_Task goal:_ Report each line of the entries below that includes "environment".

_Data for the task:_
#[cfg(test)]
mod tests {
    use std::num::NonZeroUsize;
    use std::time::Duration;

    use chrono::Utc;
    use ulid::Ulid;

    use super::*;
    use crate::app::dispatcher::DispatchSettings;
    use crate::domain::{DEFAULT_SUBJECT, DeliveryOutcome, NotificationRequest};
    use crate::impls::{InMemoryJobStore, InMemoryReportStore, ScriptedGateway, StoreOp};
    use crate::ports::{QueueBroker, SystemClock, UlidGenerator};
    use crate::queue::{BrokerSettings, DeliveryState, InMemoryBroker};

    struct Harness {
        jobs: Arc<InMemoryJobStore>,
        reports: Arc<InMemoryReportStore>,
        gateway: Arc<ScriptedGateway>,
        controller: Arc<JobController>,
    }

    impl Harness {
        fn new(gateway: ScriptedGateway, batch_size: usize) -> Self {
            let jobs = Arc::new(InMemoryJobStore::default());
            let reports = Arc::new(InMemoryReportStore::new());
            let gateway = Arc::new(gateway);
            let dispatcher = BatchDispatcher::new(
                gateway.clone(),
                DispatchSettings {
                    batch_size: NonZeroUsize::new(batch_size).unwrap(),
                    send_timeout: None,
                },
            );
            let controller = Arc::new(JobController::new(
                jobs.clone(),
                reports.clone(),
                dispatcher,
                Arc::new(UlidGenerator::new(SystemClock)),
                Arc::new(SystemClock),
            ));
            Self {
                jobs,
                reports,
                gateway,
                controller,
            }
        }

        async fn queue_job(&self, recipients: &[&str]) -> JobId {
            let message = NotificationRequest::new(recipients.iter().copied(), "hello")
                .validate(DEFAULT_SUBJECT)
                .unwrap();
            let job = JobRecord::new(JobId::from_ulid(Ulid::new()), message, Utc::now());
            let id = job.id;
            self.jobs.create(job).await.unwrap();
            id
        }

        async fn job(&self, id: JobId) -> JobRecord {
            self.jobs.find_by_id(id).await.unwrap().unwrap()
        }
    }

    #[tokio::test]
    async fn partial_failure_completes_with_report() {
        let h = Harness::new(ScriptedGateway::new().failing(["b@x.com"]), 2);
        let id = h.queue_job(&["a@x.com", "b@x.com", "c@x.com"]).await;

        let disposition = h.controller.handle(id).await;
        let Disposition::Completed { report_id } = disposition else {
            panic!("expected completion, got {disposition:?}");
        };

        let job = h.job(id).await;
        assert_eq!(job.status, JobStatus::Completed);
        assert!(job.outcomes_complete());
        assert_eq!(job.outcomes[&job.recipients[1]], DeliveryOutcome::Failure);

        let report = h.reports.find_by_id(report_id).await.unwrap().unwrap();
        assert_eq!(report.job_id, id);
        assert_eq!(
            (report.total_count, report.success_count, report.failure_count),
            (3, 2, 1)
        );
        let rows: Vec<(&str, DeliveryOutcome)> = report
            .rows
            .iter()
            .map(|row| (row.recipient.as_str(), row.outcome))
            .collect();
        assert_eq!(
            rows,
            vec![
                ("a@x.com", DeliveryOutcome::Success),
                ("b@x.com", DeliveryOutcome::Failure),
                ("c@x.com", DeliveryOutcome::Success),
            ]
        );
    }

    #[tokio::test]
    async fn every_send_failing_still_completes() {
        let h = Harness::new(ScriptedGateway::new().fail_all(), 3);
        let id = h
            .queue_job(&["a@x.com", "b@x.com", "c@x.com", "d@x.com"])
            .await;

        assert!(matches!(
            h.controller.handle(id).await,
            Disposition::Completed { .. }
        ));
        let report = h.reports.find_by_job_id(id).await.unwrap().unwrap();
        assert_eq!(report.failure_count, 4);
        assert_eq!(report.success_count, 0);
        assert_eq!(h.job(id).await.status, JobStatus::Completed);
    }

    #[tokio::test(start_paused = true)]
    async fn report_order_ignores_completion_order() {
        let gateway = ScriptedGateway::new()
            .delay_for("a@x.com", Duration::from_millis(30))
            .delay_for("b@x.com", Duration::from_millis(20))
            .delay_for("c@x.com", Duration::from_millis(10));
        let h = Harness::new(gateway, 3);
        let id = h.queue_job(&["a@x.com", "b@x.com", "c@x.com"]).await;

        h.controller.handle(id).await;

        let report = h.reports.find_by_job_id(id).await.unwrap().unwrap();
        let order: Vec<&str> = report.rows.iter().map(|r| r.recipient.as_str()).collect();
        assert_eq!(order, vec!["a@x.com", "b@x.com", "c@x.com"]);
    }

    #[tokio::test]
    async fn outcome_write_failure_fails_job_without_report() {
        let h = Harness::new(ScriptedGateway::new(), 2);
        let id = h.queue_job(&["a@x.com", "b@x.com"]).await;
        h.jobs.fail(StoreOp::AppendOutcomes, 1).await;

        let disposition = h.controller.handle(id).await;
        assert!(matches!(disposition, Disposition::Failed { .. }));
        assert!(disposition.acknowledges());

        let job = h.job(id).await;
        assert_eq!(job.status, JobStatus::Failed);
        assert!(job.outcomes.is_empty());
        assert!(h.reports.is_empty().await);
    }

    #[tokio::test]
    async fn completion_write_failure_fails_job_without_report() {
        let h = Harness::new(ScriptedGateway::new(), 2);
        let id = h.queue_job(&["a@x.com"]).await;
        h.jobs.fail(StoreOp::UpdateStatus(JobStatus::Completed), 1).await;

        assert!(matches!(
            h.controller.handle(id).await,
            Disposition::Failed { .. }
        ));
        assert_eq!(h.job(id).await.status, JobStatus::Failed);
        assert!(h.reports.is_empty().await);
    }

    #[tokio::test]
    async fn failure_before_processing_is_retried_without_sending() {
        let h = Harness::new(ScriptedGateway::new(), 2);
        let id = h.queue_job(&["a@x.com"]).await;
        h.jobs.fail(StoreOp::UpdateStatus(JobStatus::Processing), 1).await;

        let disposition = h.controller.handle(id).await;
        assert!(matches!(disposition, Disposition::Retry { .. }));
        assert!(!disposition.acknowledges());
        assert_eq!(h.job(id).await.status, JobStatus::Queued);
        assert!(h.gateway.sends().await.is_empty());
    }

    #[tokio::test]
    async fn redelivered_terminal_job_sends_nothing() {
        let h = Harness::new(ScriptedGateway::new(), 2);
        let id = h.queue_job(&["a@x.com", "b@x.com"]).await;

        h.controller.handle(id).await;
        let again = h.controller.handle(id).await;

        assert_eq!(again, Disposition::AlreadyTerminal(JobStatus::Completed));
        assert_eq!(h.gateway.sends().await.len(), 2);
        assert_eq!(h.reports.len().await, 1);
        assert_eq!(h.job(id).await.runs, 1);
    }

    #[tokio::test]
    async fn redelivered_failed_job_stays_failed() {
        let h = Harness::new(ScriptedGateway::new(), 2);
        let id = h.queue_job(&["a@x.com"]).await;
        h.jobs.fail(StoreOp::AppendOutcomes, 1).await;
        h.controller.handle(id).await;

        assert_eq!(
            h.controller.handle(id).await,
            Disposition::AlreadyTerminal(JobStatus::Failed)
        );
        assert_eq!(h.gateway.sends().await.len(), 1);
    }

    #[tokio::test]
    async fn lost_report_is_rebuilt_on_redelivery() {
        let h = Harness::new(ScriptedGateway::new().failing(["b@x.com"]), 2);
        let id = h.queue_job(&["a@x.com", "b@x.com"]).await;
        h.reports.fail(StoreOp::CreateReport, 1).await;

        assert!(matches!(
            h.controller.handle(id).await,
            Disposition::Retry { .. }
        ));
        assert_eq!(h.job(id).await.status, JobStatus::Completed);
        assert!(h.reports.is_empty().await);

        assert_eq!(
            h.controller.handle(id).await,
            Disposition::AlreadyTerminal(JobStatus::Completed)
        );
        let report = h.reports.find_by_job_id(id).await.unwrap().unwrap();
        assert_eq!(report.failure_count, 1);
        assert_eq!(h.gateway.sends().await.len(), 2);
    }

    #[tokio::test]
    async fn crash_mid_batch_then_redelivery_reaches_terminal_state() {
        let h = Harness::new(ScriptedGateway::new().hanging(["c@x.com"]), 2);
        let id = h.queue_job(&["a@x.com", "b@x.com", "c@x.com"]).await;

        let controller = h.controller.clone();
        let run = tokio::spawn(async move { controller.handle(id).await });
        while h.gateway.attempts("c@x.com").await == 0 {
            tokio::task::yield_now().await;
        }
        // worker dies with the second batch in flight
        run.abort();
        assert!(run.await.unwrap_err().is_cancelled());

        let stranded = h.job(id).await;
        assert_eq!(stranded.status, JobStatus::Processing);
        assert!(stranded.outcomes.is_empty());

        h.gateway.stop_hanging().await;
        assert!(matches!(
            h.controller.handle(id).await,
            Disposition::Completed { .. }
        ));

        let job = h.job(id).await;
        assert_eq!(job.status, JobStatus::Completed);
        assert_eq!(job.runs, 2);
        assert!(job.outcomes_complete());
        // full re-dispatch: the first batch went out twice
        assert_eq!(h.gateway.attempts("a@x.com").await, 2);
        assert_eq!(h.reports.len().await, 1);
    }

    #[tokio::test]
    async fn unknown_job_is_discarded() {
        let h = Harness::new(ScriptedGateway::new(), 2);
        let disposition = h.controller.handle(JobId::from_ulid(Ulid::new())).await;
        assert_eq!(disposition, Disposition::Discarded);
        assert!(disposition.acknowledges());
    }

    #[tokio::test]
    async fn process_lease_acks_finished_jobs() {
        let h = Harness::new(ScriptedGateway::new(), 2);
        let broker = InMemoryBroker::default();
        let id = h.queue_job(&["a@x.com"]).await;
        broker.enqueue(id).await.unwrap();

        let lease = broker.lease().await.unwrap();
        h.controller.process_lease(lease).await;

        assert_eq!(broker.delivery_state(id).await, Some(DeliveryState::Acked));
    }

    #[tokio::test]
    async fn process_lease_hands_unstarted_jobs_back() {
        let h = Harness::new(ScriptedGateway::new(), 2);
        let broker = InMemoryBroker::new(BrokerSettings {
            max_deliveries: 3,
            ..BrokerSettings::default()
        });
        let id = h.queue_job(&["a@x.com"]).await;
        broker.enqueue(id).await.unwrap();
        h.jobs.fail(StoreOp::FindJob, 1).await;

        let lease = broker.lease().await.unwrap();
        let disposition = h.controller.process_lease(lease).await;

        assert!(matches!(disposition, Disposition::Retry { .. }));
        assert_eq!(
            broker.delivery_state(id).await,
            Some(DeliveryState::RetryScheduled)
        );
    }

    #[tokio::test(start_paused = true)]
    async fn process_lease_renews_while_sending() {
        let h = Harness::new(ScriptedGateway::new().with_delay(Duration::from_secs(1)), 1);
        let broker = Arc::new(InMemoryBroker::new(BrokerSettings {
            lease_timeout: Duration::from_secs(2),
            ..BrokerSettings::default()
        }));
        let id = h.queue_job(&["a@x.com", "b@x.com", "c@x.com", "d@x.com"]).await;
        broker.enqueue(id).await.unwrap();

        let lease = broker.lease().await.unwrap();
        let controller = h.controller.clone();
        let run = tokio::spawn(async move { controller.process_lease(lease).await });

        // a second claimant finds nothing for well past the lease timeout
        let rival = tokio::time::timeout(Duration::from_secs(3), broker.lease()).await;
        assert!(rival.is_err());

        assert!(matches!(run.await.unwrap(), Disposition::Completed { .. }));
        let record = broker.record(id).await.unwrap();
        assert_eq!(record.state, DeliveryState::Acked);
        assert_eq!(record.deliveries, 1);
        assert_eq!(h.gateway.sends().await.len(), 4);
    }

    #[tokio::test]
    async fn abandoned_job_is_failed() {
        let h = Harness::new(ScriptedGateway::new(), 2);
        let id = h.queue_job(&["a@x.com"]).await;

        assert!(h.controller.fail_abandoned(id).await);
        assert_eq!(h.job(id).await.status, JobStatus::Failed);
        assert!(h.reports.is_empty().await);
    }

    #[tokio::test]
    async fn abandoned_terminal_job_is_left_alone() {
        let h = Harness::new(ScriptedGateway::new(), 2);
        let id = h.queue_job(&["a@x.com"]).await;
        h.controller.handle(id).await;

        assert!(h.controller.fail_abandoned(id).await);
        assert_eq!(h.job(id).await.status, JobStatus::Completed);
        assert!(h.controller.fail_abandoned(JobId::from_ulid(Ulid::new())).await);
    }

    #[tokio::test]
    async fn abandoned_job_write_failure_asks_for_another_try() {
        let h = Harness::new(ScriptedGateway::new(), 2);
        let id = h.queue_job(&["a@x.com"]).await;
        h.jobs.fail(StoreOp::UpdateStatus(JobStatus::Failed), 1).await;

        assert!(!h.controller.fail_abandoned(id).await);
        assert_eq!(h.job(id).await.status, JobStatus::Queued);
        assert!(h.controller.fail_abandoned(id).await);
        assert_eq!(h.job(id).await.status, JobStatus::Failed);
    }
}
use std::num::NonZeroUsize;
use std::str::FromStr;
use std::time::Duration;

use serde::{Deserialize, Serialize};

use crate::app::dispatcher::DispatchSettings;
use crate::domain::{ConfigError, DEFAULT_SUBJECT};
use crate::queue::{BrokerSettings, RetryPolicy};

/// Runtime configuration, loaded from environment variables.
#[derive(Debug, Clone, PartialEq, Eq, Serialize, Deserialize)]
#[serde(default)]
pub struct CourierConfig {
    /// Recipients per batch; also the cap on concurrent sends.
    pub batch_size: usize,

    /// Per-send timeout in milliseconds. 0 leaves timing to the gateway.
    pub send_timeout_ms: u64,

    /// How long a worker may hold a job without acknowledging it.
    pub lease_timeout_ms: u64,

    /// Broker deliveries before a job is dead-lettered.
    pub max_deliveries: u32,

    pub retry_base_delay_ms: u64,

    /// Number of worker loops sharing the broker.
    pub workers: usize,

    pub default_subject: String,
}

impl Default for CourierConfig {
    fn default() -> Self {
        Self {
            batch_size: 50,
            send_timeout_ms: 10_000,
            lease_timeout_ms: 30_000,
            max_deliveries: 5,
            retry_base_delay_ms: 2_000,
            workers: 1,
            default_subject: DEFAULT_SUBJECT.to_string(),
        }
    }
}

impl CourierConfig {
    /// Load from the process environment (after reading `.env`, if present).
    pub fn from_env() -> Result<Self, ConfigError> {
        dotenvy::dotenv().ok();
        Self::from_lookup(|key| std::env::var(key).ok())
    }

    /// Load from an arbitrary key/value source. Missing keys keep defaults.
    pub fn from_lookup(lookup: impl Fn(&str) -> Option<String>) -> Result<Self, ConfigError> {
        let defaults = Self::default();
        let config = Self {
            batch_size: parse_or(&lookup, "COURIER_BATCH_SIZE", defaults.batch_size)?,
            send_timeout_ms: parse_or(&lookup, "COURIER_SEND_TIMEOUT_MS", defaults.send_timeout_ms)?,
            lease_timeout_ms: parse_or(
                &lookup,
                "COURIER_LEASE_TIMEOUT_MS",
                defaults.lease_timeout_ms,
            )?,
            max_deliveries: parse_or(&lookup, "COURIER_MAX_DELIVERIES", defaults.max_deliveries)?,
            retry_base_delay_ms: parse_or(
                &lookup,
                "COURIER_RETRY_BASE_DELAY_MS",
                defaults.retry_base_delay_ms,
            )?,
            workers: parse_or(&lookup, "COURIER_WORKERS", defaults.workers)?,
            default_subject: lookup("COURIER_DEFAULT_SUBJECT")
                .filter(|s| !s.trim().is_empty())
                .unwrap_or(defaults.default_subject),
        };
        config.validate()?;
        Ok(config)
    }

    pub fn validate(&self) -> Result<(), ConfigError> {
        positive("COURIER_BATCH_SIZE", self.batch_size as u64)?;
        positive("COURIER_WORKERS", self.workers as u64)?;
        positive("COURIER_MAX_DELIVERIES", u64::from(self.max_deliveries))?;
        positive("COURIER_LEASE_TIMEOUT_MS", self.lease_timeout_ms)?;
        Ok(())
    }

    pub fn dispatch_settings(&self) -> Result<DispatchSettings, ConfigError> {
        let batch_size = NonZeroUsize::new(self.batch_size).ok_or(ConfigError::NotPositive {
            name: "COURIER_BATCH_SIZE",
            value: self.batch_size.to_string(),
        })?;
        let send_timeout =
            (self.send_timeout_ms > 0).then(|| Duration::from_millis(self.send_timeout_ms));
        Ok(DispatchSettings {
            batch_size,
            send_timeout,
        })
    }

    pub fn broker_settings(&self) -> BrokerSettings {
        BrokerSettings {
            lease_timeout: Duration::from_millis(self.lease_timeout_ms),
            max_deliveries: self.max_deliveries,
            retry_policy: RetryPolicy::new(Duration::from_millis(self.retry_base_delay_ms)),
        }
    }
}

fn parse_or<T>(
    lookup: &impl Fn(&str) -> Option<String>,
    name: &'static str,
    default: T,
) -> Result<T, ConfigError>
where
    T: FromStr,
{
    match lookup(name) {
        None => Ok(default),
        Some(raw) => raw.trim().parse().map_err(|_| ConfigError::NotANumber {
            name,
            value: raw.clone(),
        }),
    }
}

fn positive(name: &'static str, value: u64) -> Result<(), ConfigError> {
    if value == 0 {
        return Err(ConfigError::NotPositive {
            name,
            value: value.to_string(),
        });
    }
    Ok(())
}

#[cfg(test)]
mod tests {
    use super::*;
    use std::collections::HashMap;

    fn load(pairs: &[(&str, &str)]) -> Result<CourierConfig, ConfigError> {
        let env: HashMap<String, String> = pairs
            .iter()
            .map(|(k, v)| (k.to_string(), v.to_string()))
            .collect();
        CourierConfig::from_lookup(|key| env.get(key).cloned())
    }

    #[test]
    fn defaults_apply_when_unset() {
        let config = load(&[]).unwrap();
        assert_eq!(config, CourierConfig::default());
        assert_eq!(config.batch_size, 50);
        assert_eq!(config.default_subject, "Notification");
    }

    #[test]
    fn values_are_read_from_lookup() {
        let config = load(&[
            ("COURIER_BATCH_SIZE", "2"),
            ("COURIER_SEND_TIMEOUT_MS", "0"),
            ("COURIER_WORKERS", " 3 "),
            ("COURIER_DEFAULT_SUBJECT", "Heads up"),
        ])
        .unwrap();

        assert_eq!(config.batch_size, 2);
        assert_eq!(config.workers, 3);
        assert_eq!(config.default_subject, "Heads up");

        let dispatch = config.dispatch_settings().unwrap();
        assert_eq!(dispatch.batch_size.get(), 2);
        assert_eq!(dispatch.send_timeout, None);
    }

    #[test]
    fn zero_batch_size_is_a_config_error() {
        let err = load(&[("COURIER_BATCH_SIZE", "0")]).unwrap_err();
        assert_eq!(
            err,
            ConfigError::NotPositive {
                name: "COURIER_BATCH_SIZE",
                value: "0".into()
            }
        );

        let config = CourierConfig {
            batch_size: 0,
            ..CourierConfig::default()
        };
        assert!(config.dispatch_settings().is_err());
    }

    #[test]
    fn negative_batch_size_is_a_config_error() {
        let err = load(&[("COURIER_BATCH_SIZE", "-1")]).unwrap_err();
        assert!(matches!(err, ConfigError::NotANumber { name: "COURIER_BATCH_SIZE", .. }));
    }

    #[test]
    fn broker_settings_follow_config() {
        let config = load(&[
            ("COURIER_LEASE_TIMEOUT_MS", "1500"),
            ("COURIER_MAX_DELIVERIES", "2"),
            ("COURIER_RETRY_BASE_DELAY_MS", "100"),
        ])
        .unwrap();
        let broker = config.broker_settings();
        assert_eq!(broker.lease_timeout, Duration::from_millis(1500));
        assert_eq!(broker.max_deliveries, 2);
        assert_eq!(broker.retry_policy.base_delay, Duration::from_millis(100));
    }
}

_Reply to the task:_
/// Runtime configuration, loaded from environment variables.
    /// Load from the process environment (after reading `.env`, if present).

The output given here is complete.